Multilocus delimitation with very short sequences

Are very short sequences useful for species tree reconstruction and species delimitation?

Sequence fragments generated by some NGS platforms are often very short (for example, 100bp with RAD) and each locus contains only a few informative sites. Intuitively, they do not look useful for tree reconstruction using gene tree-based method (that is, species tree estimation using estimated gene trees. The SNP-based methods are not included in this category.) because tree of each locus is unresolved and uninformative for subsequent specie s tree inference.

I did a bit of simulation to check if the gene tree-based species tree reconstruction and delimitation work on very short sequences. Results are rather surprising.

The procedure of simulation is simple.

  1. Set up a species tree.
  2. Simulate 500 gene trees within the species tree assuming multispecies coalescent.
  3. Simulate sequence alignments of 100bp along the gene trees.
  4. Reconstruct gene trees.
  5. Reconstruct a species tree.
  6. Delimit species using the species tree as a guide.

The R codes are available here so you can replicate the simulation. You need following programs to replicate: fastsimcoal2, Seq-gen, RAxML, ASTRAL and tr2.

The species tree used for simulation is below. I set the effective population size for each species in between of T3 and T2. So, I expect large amount of incomplete lineage sorting among sp1, sp2 and sp3. Sample size from each species is 5.

sptree.t

The picture below shows simulated gene trees (upper row), simulated alignments (middle row) and reconstructed gene trees (bottom row) for three loci.

tree.alig

The sequences and reconstructed gene trees appear to be barely informative. Although some distantly related species are monophyletic even in reconstructed trees,  closely related ones are unresolved. The bottom left tree is almost “flat”.

The tree below is a species tree reconstructed by ASTRAL with 500 simulated loci, and a result of delimitation. The numbers on the nodes are scores of delimitation (positive values indicate nodes are between-species branchings, and “*” signs show species groups.)

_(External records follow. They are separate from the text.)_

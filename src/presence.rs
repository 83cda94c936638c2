use parking_lot::RwLock;
use serenity::all::{ActivityData, Context};
use serenity::model::id::GuildId;
use tracing::debug;

use crate::audio::track::Track;

const IDLE_ACTIVITY: &str = "/play";

/// Destino de los cambios de "now playing" (la actividad del bot).
pub trait PresenceSink: Send + Sync {
    fn now_playing(&self, guild_id: GuildId, track: &Track);

    fn idle(&self, guild_id: GuildId);
}

/// Actividad de Discord. Hasta que llega `ready` no hay `Context` y las
/// actualizaciones se descartan.
#[derive(Default)]
pub struct DiscordPresence {
    ctx: RwLock<Option<Context>>,
}

impl DiscordPresence {
    pub fn new() -> Self {
        Self::default()
    }

    pub fn attach(&self, ctx: Context) {
        ctx.set_activity(Some(ActivityData::listening(IDLE_ACTIVITY)));
        *self.ctx.write() = Some(ctx);
    }
}

impl PresenceSink for DiscordPresence {
    fn now_playing(&self, guild_id: GuildId, track: &Track) {
        if let Some(ctx) = self.ctx.read().as_ref() {
            debug!("🎧 Presencia: {} (guild {})", track.title, guild_id);
            ctx.set_activity(Some(ActivityData::listening(track.title.clone())));
        }
    }

    fn idle(&self, guild_id: GuildId) {
        if let Some(ctx) = self.ctx.read().as_ref() {
            debug!("💤 Presencia en reposo (guild {})", guild_id);
            ctx.set_activity(Some(ActivityData::listening(IDLE_ACTIVITY)));
        }
    }
}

result.delimitation.500One surprising thing is that ASTRAL was able to reconstruct a correct species tree even with apparently uninformative gene trees. It seems delimitation with tr2 can work correctly too once the species tree is correctly estimated.

This is only one simulation run, but I am quite sure that even very short sequences contain information and can be useful with the gene tree-based reconstruction and delimitation, at least, under ideal conditions.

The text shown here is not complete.